//! Build scanning: fetch builds that are new since the last run.
//!
//! Each master serves a builder summary at `/json/builders` and individual
//! builds at `/json/builders/<builder>/builds/<number>`. The scanner pulls
//! everything above the build db's high-water mark per builder, with a
//! bounded number of requests in flight. One broken master never aborts the
//! scan of the others.

use std::collections::BTreeMap;
use std::sync::Arc;
use std::time::Duration;

use tokio::sync::Semaphore;

use crate::build_db::BuildDb;
use crate::errors::FetchError;
use crate::model::{Build, BuildTuple};

const FETCH_TIMEOUT: Duration = Duration::from_secs(60);

/// Build numbers worth fetching given the master's cached list and the db
/// high-water mark. A builder we have never seen contributes only its most
/// recent build, so a fresh db does not replay the whole waterfall.
pub fn new_build_numbers(cached: &[u64], high_water: Option<u64>) -> Vec<u64> {
    match high_water {
        Some(mark) => cached.iter().copied().filter(|n| *n > mark).collect(),
        None => cached.iter().copied().max().into_iter().collect(),
    }
}

/// Extract builder name -> cached build numbers from a master summary.
pub fn builder_build_numbers(summary: &serde_json::Value) -> BTreeMap<String, Vec<u64>> {
    let mut out = BTreeMap::new();
    let Some(builders) = summary.as_object() else {
        return out;
    };
    for (name, info) in builders {
        let cached = info
            .get("cachedBuilds")
            .and_then(|v| v.as_array())
            .map(|arr| arr.iter().filter_map(|n| n.as_u64()).collect())
            .unwrap_or_default();
        out.insert(name.clone(), cached);
    }
    out
}

pub struct BuildScanner {
    client: reqwest::Client,
    parallelism: usize,
}

impl BuildScanner {
    pub fn new(parallelism: usize) -> Self {
        Self {
            client: reqwest::Client::new(),
            parallelism: parallelism.max(1),
        }
    }

    async fn fetch_json(&self, url: &str) -> Result<serde_json::Value, FetchError> {
        self.client
            .get(url)
            .timeout(FETCH_TIMEOUT)
            .send()
            .await
            .map_err(|source| FetchError::Request {
                url: url.to_string(),
                source,
            })?
            .error_for_status()
            .map_err(|source| FetchError::Request {
                url: url.to_string(),
                source,
            })?
            .json()
            .await
            .map_err(|source| FetchError::Request {
                url: url.to_string(),
                source,
            })
    }

    /// Fetch new builds from every master. Returns the master summaries and
    /// the build tuples sorted by build number descending, so the freshest
    /// state on each builder is observed first.
    pub async fn scan(
        &self,
        masters: &[String],
        db: &BuildDb,
    ) -> (BTreeMap<String, serde_json::Value>, Vec<BuildTuple>) {
        let semaphore = Arc::new(Semaphore::new(self.parallelism));
        let mut master_jsons = BTreeMap::new();
        let mut wanted: Vec<(String, String, u64)> = Vec::new();

        for master in masters {
            let url = format!("{}/json/builders", master.trim_end_matches('/'));
            let summary = {
                let Ok(_permit) = semaphore.acquire().await else {
                    break;
                };
                self.fetch_json(&url).await
            };
            let summary = match summary {
                Ok(s) => s,
                Err(err) => {
                    tracing::warn!(master = %master, error = %err, "master fetch failed, skipping");
                    continue;
                }
            };
            for (builder, cached) in builder_build_numbers(&summary) {
                let mark = db.highest_build(master, &builder);
                for number in new_build_numbers(&cached, mark) {
                    wanted.push((master.clone(), builder.clone(), number));
                }
            }
            master_jsons.insert(master.clone(), summary);
        }

        let mut handles = Vec::new();
        for (master, builder, number) in wanted {
            let client = self.client.clone();
            let semaphore = semaphore.clone();
            let url = format!(
                "{}/json/builders/{}/builds/{}",
                master.trim_end_matches('/'),
                builder.replace(' ', "%20"),
                number
            );
            handles.push(tokio::spawn(async move {
                let Ok(_permit) = semaphore.acquire_owned().await else {
                    return None;
                };
                let result = client
                    .get(&url)
                    .timeout(FETCH_TIMEOUT)
                    .send()
                    .await
                    .and_then(|r| r.error_for_status());
                let build: Option<Build> = match result {
                    Ok(response) => response.json().await.ok(),
                    Err(err) => {
                        tracing::warn!(url = %url, error = %err, "build fetch failed");
                        None
                    }
                };
                build.map(|build| BuildTuple {
                    build,
                    master,
                    builder,
                    number,
                })
            }));
        }

        let mut build_tuples: Vec<BuildTuple> = futures::future::join_all(handles)
            .await
            .into_iter()
            .filter_map(|joined| joined.ok().flatten())
            .collect();
        build_tuples.sort_by(|a, b| b.number.cmp(&a.number));
        (master_jsons, build_tuples)
    }
}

Exercise details
Within the data above, filter for lines containing the word "warn" and copy each one.

Solution below
                    tracing::warn!(master = %master, error = %err, "master fetch failed, skipping");
                        tracing::warn!(url = %url, error = %err, "build fetch failed");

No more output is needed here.